DATA EXTRACTS: Begin
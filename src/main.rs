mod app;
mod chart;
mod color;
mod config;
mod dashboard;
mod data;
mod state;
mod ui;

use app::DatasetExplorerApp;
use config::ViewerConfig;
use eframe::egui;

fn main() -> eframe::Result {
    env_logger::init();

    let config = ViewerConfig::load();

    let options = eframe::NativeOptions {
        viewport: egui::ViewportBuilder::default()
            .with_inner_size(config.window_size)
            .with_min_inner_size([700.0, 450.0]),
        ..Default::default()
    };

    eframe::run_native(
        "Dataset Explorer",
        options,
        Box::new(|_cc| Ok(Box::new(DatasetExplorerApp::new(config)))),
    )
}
DATA EXTRACTS: End
YOUR ASSIGNMENT -> Copy exactly, and only, the lines from the line that contains "viewport: egui::ViewportBuilder::default()" through the end of the data above.

SOLUTION BELOW ->
        viewport: egui::ViewportBuilder::default()
            .with_inner_size(config.window_size)
            .with_min_inner_size([700.0, 450.0]),
        ..Default::default()
    };

    eframe::run_native(
        "Dataset Explorer",
        options,
        Box::new(|_cc| Ok(Box::new(DatasetExplorerApp::new(config)))),
    )
}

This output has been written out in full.